> _ACTIVITY_
Word for word, transcribe the data below from the line with "filename crates/cepage-core/src/pacing.rs" to the line with "#[derive(Debug, Clone, Copy)]", keeping both of those lines.

> _TASK INPUT_
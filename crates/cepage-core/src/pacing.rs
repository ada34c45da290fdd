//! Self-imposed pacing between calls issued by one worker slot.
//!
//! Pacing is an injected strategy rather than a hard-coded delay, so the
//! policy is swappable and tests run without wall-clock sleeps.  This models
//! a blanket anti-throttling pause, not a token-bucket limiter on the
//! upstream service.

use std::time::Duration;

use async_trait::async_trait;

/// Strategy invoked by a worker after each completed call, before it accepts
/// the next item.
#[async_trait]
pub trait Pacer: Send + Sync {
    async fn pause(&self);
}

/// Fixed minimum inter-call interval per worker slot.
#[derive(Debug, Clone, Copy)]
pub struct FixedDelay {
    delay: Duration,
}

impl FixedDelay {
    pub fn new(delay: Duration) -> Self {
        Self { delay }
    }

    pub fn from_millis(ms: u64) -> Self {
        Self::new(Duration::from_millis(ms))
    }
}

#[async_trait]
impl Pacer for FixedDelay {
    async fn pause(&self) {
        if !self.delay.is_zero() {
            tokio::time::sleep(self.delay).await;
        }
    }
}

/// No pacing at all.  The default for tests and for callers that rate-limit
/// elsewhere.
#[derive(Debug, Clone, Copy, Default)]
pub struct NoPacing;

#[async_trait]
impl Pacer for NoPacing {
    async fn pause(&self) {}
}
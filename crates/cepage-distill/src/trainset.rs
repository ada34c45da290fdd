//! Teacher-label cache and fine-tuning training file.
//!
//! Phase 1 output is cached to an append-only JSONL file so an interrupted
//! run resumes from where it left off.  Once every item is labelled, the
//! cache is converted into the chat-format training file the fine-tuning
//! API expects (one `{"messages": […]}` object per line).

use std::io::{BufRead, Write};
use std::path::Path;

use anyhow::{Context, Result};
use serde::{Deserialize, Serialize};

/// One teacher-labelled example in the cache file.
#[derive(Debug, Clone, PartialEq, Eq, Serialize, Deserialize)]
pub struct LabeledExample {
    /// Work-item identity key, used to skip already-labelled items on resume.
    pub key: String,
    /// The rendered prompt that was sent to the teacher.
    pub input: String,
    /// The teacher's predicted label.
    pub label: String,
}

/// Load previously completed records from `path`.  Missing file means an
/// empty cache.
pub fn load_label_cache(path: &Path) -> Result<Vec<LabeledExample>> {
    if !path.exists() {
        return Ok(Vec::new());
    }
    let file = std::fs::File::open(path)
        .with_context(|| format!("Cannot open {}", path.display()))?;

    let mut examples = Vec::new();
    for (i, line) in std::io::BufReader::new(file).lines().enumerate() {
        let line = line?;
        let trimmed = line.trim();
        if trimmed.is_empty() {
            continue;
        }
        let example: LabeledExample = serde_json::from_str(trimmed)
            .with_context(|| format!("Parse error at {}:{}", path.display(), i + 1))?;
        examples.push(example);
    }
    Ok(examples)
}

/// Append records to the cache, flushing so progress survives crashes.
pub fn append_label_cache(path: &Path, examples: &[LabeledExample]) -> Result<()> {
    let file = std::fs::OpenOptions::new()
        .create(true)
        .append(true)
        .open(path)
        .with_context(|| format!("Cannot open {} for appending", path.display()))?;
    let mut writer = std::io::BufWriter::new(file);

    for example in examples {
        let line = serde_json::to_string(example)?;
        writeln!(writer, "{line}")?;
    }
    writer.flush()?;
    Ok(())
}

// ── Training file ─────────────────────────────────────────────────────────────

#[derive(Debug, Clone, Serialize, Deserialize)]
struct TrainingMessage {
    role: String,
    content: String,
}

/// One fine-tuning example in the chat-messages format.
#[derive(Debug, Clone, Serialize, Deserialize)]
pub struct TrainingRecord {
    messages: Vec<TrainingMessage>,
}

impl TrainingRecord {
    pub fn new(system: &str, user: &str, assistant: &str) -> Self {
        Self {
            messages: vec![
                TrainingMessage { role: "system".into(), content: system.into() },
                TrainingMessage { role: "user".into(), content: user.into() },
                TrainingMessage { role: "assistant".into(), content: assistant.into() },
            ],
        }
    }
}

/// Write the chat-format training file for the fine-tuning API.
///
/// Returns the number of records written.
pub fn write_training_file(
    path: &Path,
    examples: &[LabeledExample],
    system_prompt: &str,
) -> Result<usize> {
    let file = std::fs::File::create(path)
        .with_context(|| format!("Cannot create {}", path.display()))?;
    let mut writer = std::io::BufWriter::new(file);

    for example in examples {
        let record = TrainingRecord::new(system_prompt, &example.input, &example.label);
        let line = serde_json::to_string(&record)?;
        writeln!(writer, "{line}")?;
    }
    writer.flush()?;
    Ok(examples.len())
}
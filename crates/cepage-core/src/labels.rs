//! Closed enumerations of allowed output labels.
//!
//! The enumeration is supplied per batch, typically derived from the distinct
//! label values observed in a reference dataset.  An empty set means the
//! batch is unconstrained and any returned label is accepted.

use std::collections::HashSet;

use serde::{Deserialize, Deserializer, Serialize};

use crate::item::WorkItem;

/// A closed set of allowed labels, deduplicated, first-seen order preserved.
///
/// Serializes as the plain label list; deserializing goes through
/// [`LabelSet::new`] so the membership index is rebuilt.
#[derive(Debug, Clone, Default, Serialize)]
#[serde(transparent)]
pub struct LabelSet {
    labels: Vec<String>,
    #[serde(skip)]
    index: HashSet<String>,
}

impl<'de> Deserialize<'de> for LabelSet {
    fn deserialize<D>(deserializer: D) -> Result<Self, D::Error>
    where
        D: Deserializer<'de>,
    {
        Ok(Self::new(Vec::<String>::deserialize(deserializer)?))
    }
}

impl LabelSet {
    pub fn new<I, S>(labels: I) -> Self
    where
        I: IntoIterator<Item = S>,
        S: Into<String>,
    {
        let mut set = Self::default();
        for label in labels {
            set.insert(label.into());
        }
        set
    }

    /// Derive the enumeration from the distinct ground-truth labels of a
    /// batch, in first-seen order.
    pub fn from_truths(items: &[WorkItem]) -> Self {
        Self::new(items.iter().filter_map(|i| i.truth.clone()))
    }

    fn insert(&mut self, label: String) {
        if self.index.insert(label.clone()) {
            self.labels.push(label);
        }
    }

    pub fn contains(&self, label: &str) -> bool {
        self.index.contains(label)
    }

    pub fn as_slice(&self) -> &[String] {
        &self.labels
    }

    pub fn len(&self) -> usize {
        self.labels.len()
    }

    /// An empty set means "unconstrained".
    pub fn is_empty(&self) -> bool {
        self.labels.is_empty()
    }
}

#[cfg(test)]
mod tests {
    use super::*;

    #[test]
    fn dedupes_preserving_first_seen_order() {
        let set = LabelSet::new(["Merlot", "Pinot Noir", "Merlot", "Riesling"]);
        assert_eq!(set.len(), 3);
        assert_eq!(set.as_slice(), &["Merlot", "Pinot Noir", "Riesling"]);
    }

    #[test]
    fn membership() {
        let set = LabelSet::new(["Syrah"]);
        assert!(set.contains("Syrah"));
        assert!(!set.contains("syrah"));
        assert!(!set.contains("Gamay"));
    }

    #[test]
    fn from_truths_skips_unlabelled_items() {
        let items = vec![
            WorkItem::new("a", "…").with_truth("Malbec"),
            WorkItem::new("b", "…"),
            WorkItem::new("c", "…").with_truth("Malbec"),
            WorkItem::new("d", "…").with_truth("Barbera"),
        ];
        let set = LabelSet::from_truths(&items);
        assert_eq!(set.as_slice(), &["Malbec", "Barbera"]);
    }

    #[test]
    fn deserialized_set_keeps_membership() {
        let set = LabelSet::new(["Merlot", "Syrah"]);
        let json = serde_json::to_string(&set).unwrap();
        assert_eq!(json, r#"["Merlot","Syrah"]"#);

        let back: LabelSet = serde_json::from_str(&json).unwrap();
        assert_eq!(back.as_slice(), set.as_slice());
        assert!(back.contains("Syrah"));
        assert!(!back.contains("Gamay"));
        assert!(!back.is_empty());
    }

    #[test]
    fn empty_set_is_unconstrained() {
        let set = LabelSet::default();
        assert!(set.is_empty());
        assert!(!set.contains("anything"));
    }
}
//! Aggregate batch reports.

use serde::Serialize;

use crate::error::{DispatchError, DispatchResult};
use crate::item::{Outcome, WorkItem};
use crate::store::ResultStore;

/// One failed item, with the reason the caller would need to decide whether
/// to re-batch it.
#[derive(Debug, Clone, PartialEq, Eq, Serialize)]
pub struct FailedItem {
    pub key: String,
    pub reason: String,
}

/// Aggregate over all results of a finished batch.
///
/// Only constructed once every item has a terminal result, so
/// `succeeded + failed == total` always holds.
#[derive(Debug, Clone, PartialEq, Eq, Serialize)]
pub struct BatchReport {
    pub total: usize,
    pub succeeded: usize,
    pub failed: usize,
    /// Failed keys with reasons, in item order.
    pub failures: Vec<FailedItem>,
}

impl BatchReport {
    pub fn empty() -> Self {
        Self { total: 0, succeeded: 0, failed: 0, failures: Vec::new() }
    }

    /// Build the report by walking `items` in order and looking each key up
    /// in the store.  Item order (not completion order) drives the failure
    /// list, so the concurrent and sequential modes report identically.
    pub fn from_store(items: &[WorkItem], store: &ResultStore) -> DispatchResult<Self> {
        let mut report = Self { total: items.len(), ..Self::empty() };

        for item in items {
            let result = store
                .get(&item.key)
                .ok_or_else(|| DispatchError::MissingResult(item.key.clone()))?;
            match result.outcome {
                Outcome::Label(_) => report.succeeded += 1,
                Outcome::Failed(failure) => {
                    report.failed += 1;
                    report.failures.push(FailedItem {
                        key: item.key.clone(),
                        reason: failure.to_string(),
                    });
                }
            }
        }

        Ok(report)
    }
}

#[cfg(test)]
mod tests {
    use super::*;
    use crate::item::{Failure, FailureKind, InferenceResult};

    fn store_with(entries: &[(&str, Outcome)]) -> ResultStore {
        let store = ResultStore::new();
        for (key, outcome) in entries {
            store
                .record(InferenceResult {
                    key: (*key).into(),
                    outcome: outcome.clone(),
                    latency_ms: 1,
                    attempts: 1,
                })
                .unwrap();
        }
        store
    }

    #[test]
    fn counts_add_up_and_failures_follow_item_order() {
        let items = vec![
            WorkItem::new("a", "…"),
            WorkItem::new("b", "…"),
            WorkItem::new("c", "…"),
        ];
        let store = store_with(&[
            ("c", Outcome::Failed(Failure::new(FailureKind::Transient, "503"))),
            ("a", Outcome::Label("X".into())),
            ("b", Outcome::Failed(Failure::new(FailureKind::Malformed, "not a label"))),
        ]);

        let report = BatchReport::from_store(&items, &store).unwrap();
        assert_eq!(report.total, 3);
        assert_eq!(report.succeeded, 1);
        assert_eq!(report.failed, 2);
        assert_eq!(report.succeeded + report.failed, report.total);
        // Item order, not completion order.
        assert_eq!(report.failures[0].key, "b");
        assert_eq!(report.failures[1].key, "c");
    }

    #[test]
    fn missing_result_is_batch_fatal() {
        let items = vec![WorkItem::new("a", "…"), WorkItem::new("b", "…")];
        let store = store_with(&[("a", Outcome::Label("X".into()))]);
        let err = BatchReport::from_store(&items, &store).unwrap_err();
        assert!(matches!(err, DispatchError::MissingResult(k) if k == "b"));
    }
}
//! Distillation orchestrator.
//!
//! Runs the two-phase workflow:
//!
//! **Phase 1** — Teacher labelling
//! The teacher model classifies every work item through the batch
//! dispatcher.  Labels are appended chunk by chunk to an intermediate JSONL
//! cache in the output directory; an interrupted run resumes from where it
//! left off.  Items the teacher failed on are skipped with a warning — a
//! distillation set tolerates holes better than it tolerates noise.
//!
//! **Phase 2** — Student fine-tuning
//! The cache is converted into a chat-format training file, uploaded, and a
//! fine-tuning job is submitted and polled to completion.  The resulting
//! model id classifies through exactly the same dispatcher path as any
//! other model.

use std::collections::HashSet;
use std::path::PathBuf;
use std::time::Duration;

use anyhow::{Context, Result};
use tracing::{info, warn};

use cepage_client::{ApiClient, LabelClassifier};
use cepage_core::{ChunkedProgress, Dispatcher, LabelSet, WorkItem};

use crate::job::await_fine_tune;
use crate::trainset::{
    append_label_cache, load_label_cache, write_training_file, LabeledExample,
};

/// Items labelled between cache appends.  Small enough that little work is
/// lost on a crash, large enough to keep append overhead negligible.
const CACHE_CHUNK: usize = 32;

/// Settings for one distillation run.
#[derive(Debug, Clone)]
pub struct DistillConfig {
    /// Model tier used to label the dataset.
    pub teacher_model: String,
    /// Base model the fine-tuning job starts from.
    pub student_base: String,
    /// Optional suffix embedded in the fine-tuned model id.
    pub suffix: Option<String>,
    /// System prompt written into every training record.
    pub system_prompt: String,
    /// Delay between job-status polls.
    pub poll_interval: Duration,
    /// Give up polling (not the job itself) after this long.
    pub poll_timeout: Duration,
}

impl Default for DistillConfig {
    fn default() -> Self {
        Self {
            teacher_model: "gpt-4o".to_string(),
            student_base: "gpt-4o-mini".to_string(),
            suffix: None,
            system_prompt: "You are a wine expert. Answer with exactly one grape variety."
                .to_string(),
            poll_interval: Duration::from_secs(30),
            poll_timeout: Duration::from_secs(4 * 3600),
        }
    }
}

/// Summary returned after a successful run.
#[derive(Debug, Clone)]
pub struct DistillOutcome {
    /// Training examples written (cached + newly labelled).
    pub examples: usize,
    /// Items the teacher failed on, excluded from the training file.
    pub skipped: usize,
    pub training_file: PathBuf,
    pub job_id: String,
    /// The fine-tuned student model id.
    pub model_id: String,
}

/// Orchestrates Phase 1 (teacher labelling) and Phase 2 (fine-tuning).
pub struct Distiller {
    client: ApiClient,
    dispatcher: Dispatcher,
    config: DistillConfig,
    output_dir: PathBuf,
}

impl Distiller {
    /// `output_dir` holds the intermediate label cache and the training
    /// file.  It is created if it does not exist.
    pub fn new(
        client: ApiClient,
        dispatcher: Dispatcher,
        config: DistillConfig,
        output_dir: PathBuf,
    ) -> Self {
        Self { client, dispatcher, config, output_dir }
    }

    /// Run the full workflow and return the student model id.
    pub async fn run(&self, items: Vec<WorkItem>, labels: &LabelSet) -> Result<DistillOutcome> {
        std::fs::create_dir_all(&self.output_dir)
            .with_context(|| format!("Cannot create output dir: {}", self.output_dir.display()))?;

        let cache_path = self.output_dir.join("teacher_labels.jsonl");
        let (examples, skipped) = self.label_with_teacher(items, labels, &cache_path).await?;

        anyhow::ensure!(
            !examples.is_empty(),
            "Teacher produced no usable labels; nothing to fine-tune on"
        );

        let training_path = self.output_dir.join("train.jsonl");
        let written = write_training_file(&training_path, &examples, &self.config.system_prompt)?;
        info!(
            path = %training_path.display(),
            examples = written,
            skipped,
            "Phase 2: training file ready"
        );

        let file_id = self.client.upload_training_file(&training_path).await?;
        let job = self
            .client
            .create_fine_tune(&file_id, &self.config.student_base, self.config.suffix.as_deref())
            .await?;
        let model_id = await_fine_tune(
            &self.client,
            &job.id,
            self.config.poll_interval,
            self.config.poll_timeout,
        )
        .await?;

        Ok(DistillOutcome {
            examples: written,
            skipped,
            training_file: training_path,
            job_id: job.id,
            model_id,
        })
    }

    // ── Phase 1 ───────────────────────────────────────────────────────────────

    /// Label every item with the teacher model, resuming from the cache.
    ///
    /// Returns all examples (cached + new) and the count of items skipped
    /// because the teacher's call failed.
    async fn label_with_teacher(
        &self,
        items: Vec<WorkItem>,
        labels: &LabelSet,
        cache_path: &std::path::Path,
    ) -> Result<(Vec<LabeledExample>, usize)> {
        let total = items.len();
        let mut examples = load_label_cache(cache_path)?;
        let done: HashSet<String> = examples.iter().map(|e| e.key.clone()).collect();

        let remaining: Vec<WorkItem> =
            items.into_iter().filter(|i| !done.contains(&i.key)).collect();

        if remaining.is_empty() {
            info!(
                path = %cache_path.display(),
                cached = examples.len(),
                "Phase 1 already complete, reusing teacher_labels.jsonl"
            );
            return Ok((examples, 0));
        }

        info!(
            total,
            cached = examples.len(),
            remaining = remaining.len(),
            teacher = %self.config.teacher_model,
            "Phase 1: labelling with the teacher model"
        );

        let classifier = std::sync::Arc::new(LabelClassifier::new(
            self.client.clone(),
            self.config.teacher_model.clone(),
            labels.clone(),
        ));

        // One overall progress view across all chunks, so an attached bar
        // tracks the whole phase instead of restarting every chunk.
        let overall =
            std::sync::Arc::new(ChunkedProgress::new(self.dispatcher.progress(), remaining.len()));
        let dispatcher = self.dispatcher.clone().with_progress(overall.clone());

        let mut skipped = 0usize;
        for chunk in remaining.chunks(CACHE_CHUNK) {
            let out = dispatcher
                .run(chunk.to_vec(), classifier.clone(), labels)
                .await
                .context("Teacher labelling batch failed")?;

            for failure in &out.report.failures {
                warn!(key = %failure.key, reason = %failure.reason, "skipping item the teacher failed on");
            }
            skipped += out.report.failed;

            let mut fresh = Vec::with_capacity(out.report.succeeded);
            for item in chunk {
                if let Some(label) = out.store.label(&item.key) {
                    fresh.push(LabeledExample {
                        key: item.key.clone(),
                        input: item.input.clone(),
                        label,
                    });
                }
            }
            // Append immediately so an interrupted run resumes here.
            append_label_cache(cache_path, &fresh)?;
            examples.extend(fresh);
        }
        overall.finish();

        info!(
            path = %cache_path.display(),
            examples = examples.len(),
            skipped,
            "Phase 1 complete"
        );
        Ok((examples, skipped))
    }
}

* * *

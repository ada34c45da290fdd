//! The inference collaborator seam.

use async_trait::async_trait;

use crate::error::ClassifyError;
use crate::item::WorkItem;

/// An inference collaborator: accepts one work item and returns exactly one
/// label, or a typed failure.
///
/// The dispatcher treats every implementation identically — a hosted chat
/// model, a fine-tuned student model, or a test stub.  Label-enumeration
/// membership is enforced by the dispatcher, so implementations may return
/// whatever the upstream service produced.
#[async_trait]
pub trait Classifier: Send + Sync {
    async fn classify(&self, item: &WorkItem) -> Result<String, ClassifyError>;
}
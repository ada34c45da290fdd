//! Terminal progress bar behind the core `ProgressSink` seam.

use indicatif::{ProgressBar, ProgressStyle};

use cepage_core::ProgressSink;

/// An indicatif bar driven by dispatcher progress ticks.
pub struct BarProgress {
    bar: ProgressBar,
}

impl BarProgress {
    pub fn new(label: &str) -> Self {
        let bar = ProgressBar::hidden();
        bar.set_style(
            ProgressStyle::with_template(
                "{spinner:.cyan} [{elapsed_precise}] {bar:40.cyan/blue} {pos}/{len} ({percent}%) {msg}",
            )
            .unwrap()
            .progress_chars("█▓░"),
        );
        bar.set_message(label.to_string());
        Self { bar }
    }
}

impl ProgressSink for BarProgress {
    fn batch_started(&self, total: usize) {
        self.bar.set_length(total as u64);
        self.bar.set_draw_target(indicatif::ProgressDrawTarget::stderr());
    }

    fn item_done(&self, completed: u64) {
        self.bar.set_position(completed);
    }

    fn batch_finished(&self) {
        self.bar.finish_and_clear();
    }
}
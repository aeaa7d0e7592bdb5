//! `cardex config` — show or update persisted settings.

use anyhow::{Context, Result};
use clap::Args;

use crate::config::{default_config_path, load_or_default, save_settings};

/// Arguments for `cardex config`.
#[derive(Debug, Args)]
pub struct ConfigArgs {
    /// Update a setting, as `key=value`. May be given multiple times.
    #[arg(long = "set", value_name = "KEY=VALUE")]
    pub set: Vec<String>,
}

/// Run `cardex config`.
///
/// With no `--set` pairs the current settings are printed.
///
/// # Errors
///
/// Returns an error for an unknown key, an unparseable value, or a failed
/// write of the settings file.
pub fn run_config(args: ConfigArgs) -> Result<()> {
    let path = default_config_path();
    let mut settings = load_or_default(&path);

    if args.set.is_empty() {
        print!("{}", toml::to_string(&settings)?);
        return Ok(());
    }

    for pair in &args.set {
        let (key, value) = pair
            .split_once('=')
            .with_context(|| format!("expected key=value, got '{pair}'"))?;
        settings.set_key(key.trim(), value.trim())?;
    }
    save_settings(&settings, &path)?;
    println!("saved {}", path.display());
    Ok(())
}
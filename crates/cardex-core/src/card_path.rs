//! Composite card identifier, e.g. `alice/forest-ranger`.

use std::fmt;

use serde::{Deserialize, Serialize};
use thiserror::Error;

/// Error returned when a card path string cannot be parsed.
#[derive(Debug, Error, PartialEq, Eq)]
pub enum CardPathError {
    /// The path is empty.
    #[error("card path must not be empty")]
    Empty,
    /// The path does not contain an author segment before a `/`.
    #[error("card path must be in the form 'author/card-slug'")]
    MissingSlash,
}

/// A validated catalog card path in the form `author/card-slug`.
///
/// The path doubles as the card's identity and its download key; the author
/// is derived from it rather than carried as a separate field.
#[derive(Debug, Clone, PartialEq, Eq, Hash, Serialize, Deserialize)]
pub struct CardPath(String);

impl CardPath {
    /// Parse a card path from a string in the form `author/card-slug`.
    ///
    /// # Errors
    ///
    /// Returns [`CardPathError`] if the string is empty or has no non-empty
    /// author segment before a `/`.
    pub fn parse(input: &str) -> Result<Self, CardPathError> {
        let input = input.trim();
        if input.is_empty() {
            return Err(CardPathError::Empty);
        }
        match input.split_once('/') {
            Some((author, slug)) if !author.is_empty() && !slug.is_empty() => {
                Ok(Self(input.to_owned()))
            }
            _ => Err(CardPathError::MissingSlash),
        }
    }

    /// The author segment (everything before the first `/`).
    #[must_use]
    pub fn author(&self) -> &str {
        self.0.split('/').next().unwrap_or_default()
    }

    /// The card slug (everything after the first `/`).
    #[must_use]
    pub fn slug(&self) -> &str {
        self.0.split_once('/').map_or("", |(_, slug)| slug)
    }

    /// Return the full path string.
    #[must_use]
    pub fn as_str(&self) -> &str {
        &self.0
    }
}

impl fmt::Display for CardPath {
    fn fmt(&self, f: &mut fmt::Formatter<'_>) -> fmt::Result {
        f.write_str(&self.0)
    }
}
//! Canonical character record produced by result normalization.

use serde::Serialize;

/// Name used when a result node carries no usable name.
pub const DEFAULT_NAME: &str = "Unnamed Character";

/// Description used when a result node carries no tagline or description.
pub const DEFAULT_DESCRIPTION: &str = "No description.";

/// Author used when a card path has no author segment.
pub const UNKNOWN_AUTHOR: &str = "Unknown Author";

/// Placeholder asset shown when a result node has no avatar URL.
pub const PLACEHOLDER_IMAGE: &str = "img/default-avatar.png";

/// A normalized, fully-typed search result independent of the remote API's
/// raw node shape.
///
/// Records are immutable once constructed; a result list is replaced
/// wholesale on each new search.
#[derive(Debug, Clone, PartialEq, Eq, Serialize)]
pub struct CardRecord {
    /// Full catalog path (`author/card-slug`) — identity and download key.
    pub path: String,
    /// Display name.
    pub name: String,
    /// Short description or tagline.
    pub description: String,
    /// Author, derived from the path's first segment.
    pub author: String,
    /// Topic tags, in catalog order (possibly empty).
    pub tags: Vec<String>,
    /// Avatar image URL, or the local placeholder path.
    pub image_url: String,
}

> _ANSWER_
filename crates/cepage-core/src/pacing.rs
repository ada34c45da290fdd
//! Self-imposed pacing between calls issued by one worker slot.
//!
//! Pacing is an injected strategy rather than a hard-coded delay, so the
//! policy is swappable and tests run without wall-clock sleeps.  This models
//! a blanket anti-throttling pause, not a token-bucket limiter on the
//! upstream service.

use std::time::Duration;

use async_trait::async_trait;

/// Strategy invoked by a worker after each completed call, before it accepts
/// the next item.
#[async_trait]
pub trait Pacer: Send + Sync {
    async fn pause(&self);
}

/// Fixed minimum inter-call interval per worker slot.
#[derive(Debug, Clone, Copy)]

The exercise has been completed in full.